▶ **DATASET**:
============================================================

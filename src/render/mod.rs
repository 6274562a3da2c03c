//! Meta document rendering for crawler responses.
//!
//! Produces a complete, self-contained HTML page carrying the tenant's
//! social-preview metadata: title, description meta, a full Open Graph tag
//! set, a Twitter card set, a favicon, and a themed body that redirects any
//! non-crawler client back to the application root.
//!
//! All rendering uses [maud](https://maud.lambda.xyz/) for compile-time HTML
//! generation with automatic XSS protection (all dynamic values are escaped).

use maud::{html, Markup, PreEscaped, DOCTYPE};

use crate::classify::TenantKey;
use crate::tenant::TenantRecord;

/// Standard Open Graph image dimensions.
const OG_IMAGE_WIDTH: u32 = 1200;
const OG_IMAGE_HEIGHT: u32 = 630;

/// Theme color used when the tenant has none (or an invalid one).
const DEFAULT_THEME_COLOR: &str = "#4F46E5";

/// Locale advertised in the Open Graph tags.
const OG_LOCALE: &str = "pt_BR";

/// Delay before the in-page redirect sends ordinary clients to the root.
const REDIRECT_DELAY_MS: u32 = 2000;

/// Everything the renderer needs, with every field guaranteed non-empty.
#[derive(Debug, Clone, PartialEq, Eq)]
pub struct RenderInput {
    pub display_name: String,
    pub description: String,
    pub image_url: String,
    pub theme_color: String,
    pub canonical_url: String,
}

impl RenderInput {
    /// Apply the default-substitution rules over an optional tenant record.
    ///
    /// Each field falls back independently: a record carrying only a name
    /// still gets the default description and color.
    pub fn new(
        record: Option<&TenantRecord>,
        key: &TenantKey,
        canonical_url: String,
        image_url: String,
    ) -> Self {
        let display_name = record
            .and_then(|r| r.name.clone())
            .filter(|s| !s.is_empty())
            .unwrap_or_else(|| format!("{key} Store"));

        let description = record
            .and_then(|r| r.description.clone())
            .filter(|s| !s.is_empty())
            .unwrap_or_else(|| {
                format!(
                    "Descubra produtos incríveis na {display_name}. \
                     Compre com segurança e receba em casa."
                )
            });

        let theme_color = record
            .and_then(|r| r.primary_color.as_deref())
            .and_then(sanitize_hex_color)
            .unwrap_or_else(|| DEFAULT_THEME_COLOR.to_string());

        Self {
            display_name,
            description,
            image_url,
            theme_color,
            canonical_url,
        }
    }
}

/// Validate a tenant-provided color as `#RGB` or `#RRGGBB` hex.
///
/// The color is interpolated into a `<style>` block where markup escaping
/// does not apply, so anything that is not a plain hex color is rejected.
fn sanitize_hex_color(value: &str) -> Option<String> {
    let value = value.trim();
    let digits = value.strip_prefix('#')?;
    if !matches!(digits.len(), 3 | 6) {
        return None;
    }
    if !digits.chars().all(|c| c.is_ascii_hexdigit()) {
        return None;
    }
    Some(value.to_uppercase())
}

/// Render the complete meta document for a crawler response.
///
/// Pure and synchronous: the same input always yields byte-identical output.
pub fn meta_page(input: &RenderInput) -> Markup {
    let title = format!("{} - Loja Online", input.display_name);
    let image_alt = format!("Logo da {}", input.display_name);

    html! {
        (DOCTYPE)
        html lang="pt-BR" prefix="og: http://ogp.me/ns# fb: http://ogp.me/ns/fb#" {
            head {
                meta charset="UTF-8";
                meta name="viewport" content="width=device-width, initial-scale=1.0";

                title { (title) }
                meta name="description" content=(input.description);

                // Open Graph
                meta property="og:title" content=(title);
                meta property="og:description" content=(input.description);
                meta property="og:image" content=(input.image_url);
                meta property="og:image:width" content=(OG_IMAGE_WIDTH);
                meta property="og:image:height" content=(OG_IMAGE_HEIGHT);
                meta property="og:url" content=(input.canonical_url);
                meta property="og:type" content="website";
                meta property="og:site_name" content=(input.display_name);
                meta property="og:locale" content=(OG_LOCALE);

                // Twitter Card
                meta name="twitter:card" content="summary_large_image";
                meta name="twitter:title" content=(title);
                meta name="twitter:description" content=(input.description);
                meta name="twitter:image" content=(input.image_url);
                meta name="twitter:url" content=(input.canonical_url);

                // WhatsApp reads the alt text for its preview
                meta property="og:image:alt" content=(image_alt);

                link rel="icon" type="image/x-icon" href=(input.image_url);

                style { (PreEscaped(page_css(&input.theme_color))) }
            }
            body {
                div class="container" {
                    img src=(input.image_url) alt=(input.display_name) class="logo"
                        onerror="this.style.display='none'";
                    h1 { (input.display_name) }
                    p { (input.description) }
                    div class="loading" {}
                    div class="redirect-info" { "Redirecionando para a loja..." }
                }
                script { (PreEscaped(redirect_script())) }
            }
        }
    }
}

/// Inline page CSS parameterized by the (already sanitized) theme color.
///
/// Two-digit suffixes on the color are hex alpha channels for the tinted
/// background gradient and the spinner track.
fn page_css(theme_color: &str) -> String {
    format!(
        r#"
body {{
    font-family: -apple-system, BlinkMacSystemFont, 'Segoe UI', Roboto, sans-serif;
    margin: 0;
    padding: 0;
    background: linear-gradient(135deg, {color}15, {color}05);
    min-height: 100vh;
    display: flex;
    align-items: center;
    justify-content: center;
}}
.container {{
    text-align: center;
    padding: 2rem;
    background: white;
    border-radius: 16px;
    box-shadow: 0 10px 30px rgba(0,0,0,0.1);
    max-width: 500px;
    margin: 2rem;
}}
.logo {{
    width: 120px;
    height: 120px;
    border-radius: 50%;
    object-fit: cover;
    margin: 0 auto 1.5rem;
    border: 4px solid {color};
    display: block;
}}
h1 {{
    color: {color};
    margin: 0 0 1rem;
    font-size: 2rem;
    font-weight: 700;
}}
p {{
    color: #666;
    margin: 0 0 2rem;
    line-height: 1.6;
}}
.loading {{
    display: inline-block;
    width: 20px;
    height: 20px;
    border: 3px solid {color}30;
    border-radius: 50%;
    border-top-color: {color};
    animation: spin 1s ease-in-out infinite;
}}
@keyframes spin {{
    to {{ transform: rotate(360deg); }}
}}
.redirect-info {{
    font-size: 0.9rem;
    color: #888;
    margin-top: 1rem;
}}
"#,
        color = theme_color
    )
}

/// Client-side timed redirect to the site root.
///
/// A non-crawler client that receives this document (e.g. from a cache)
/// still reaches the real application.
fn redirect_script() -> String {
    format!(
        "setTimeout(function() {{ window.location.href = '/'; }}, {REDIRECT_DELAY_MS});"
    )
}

============================================================

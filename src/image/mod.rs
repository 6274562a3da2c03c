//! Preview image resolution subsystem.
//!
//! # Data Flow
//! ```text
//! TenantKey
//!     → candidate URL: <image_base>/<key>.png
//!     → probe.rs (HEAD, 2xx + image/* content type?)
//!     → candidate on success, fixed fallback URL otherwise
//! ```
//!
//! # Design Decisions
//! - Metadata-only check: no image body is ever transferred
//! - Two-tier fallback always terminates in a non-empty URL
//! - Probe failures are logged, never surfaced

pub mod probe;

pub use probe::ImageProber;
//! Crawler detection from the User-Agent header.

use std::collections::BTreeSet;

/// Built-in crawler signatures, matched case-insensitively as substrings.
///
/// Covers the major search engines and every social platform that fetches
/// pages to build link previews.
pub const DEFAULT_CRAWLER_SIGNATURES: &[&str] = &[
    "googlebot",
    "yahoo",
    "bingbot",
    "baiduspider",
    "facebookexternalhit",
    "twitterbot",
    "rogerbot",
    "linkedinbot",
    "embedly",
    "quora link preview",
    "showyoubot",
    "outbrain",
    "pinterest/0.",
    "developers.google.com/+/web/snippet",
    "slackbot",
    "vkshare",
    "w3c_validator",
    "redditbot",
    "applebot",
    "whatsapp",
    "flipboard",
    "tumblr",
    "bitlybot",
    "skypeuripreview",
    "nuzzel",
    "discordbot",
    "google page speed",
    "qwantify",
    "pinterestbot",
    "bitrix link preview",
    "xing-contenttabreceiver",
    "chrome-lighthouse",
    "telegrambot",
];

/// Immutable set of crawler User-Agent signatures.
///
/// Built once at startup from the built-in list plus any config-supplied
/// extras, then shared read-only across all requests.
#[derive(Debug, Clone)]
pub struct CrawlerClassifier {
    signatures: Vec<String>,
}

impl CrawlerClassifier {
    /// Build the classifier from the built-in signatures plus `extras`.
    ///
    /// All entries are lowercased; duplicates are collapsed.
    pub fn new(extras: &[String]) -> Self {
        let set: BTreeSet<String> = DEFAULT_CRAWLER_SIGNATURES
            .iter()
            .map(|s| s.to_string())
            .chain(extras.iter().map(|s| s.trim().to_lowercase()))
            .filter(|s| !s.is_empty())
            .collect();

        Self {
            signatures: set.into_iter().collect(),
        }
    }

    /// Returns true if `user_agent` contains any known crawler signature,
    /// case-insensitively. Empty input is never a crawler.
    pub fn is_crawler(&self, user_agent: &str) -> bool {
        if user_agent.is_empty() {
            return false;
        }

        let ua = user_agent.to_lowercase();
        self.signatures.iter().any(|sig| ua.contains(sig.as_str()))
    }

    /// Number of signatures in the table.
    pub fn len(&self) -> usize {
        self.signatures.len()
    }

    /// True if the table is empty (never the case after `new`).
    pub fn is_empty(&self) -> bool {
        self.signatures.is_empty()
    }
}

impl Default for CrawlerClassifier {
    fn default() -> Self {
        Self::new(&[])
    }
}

============================================================

▶ **TASK TO CARRY OUT**:
The reply should consist of a single number: how many lines in the listing contain the word "plus".

▶ **EXERCISE ANSWER**:
2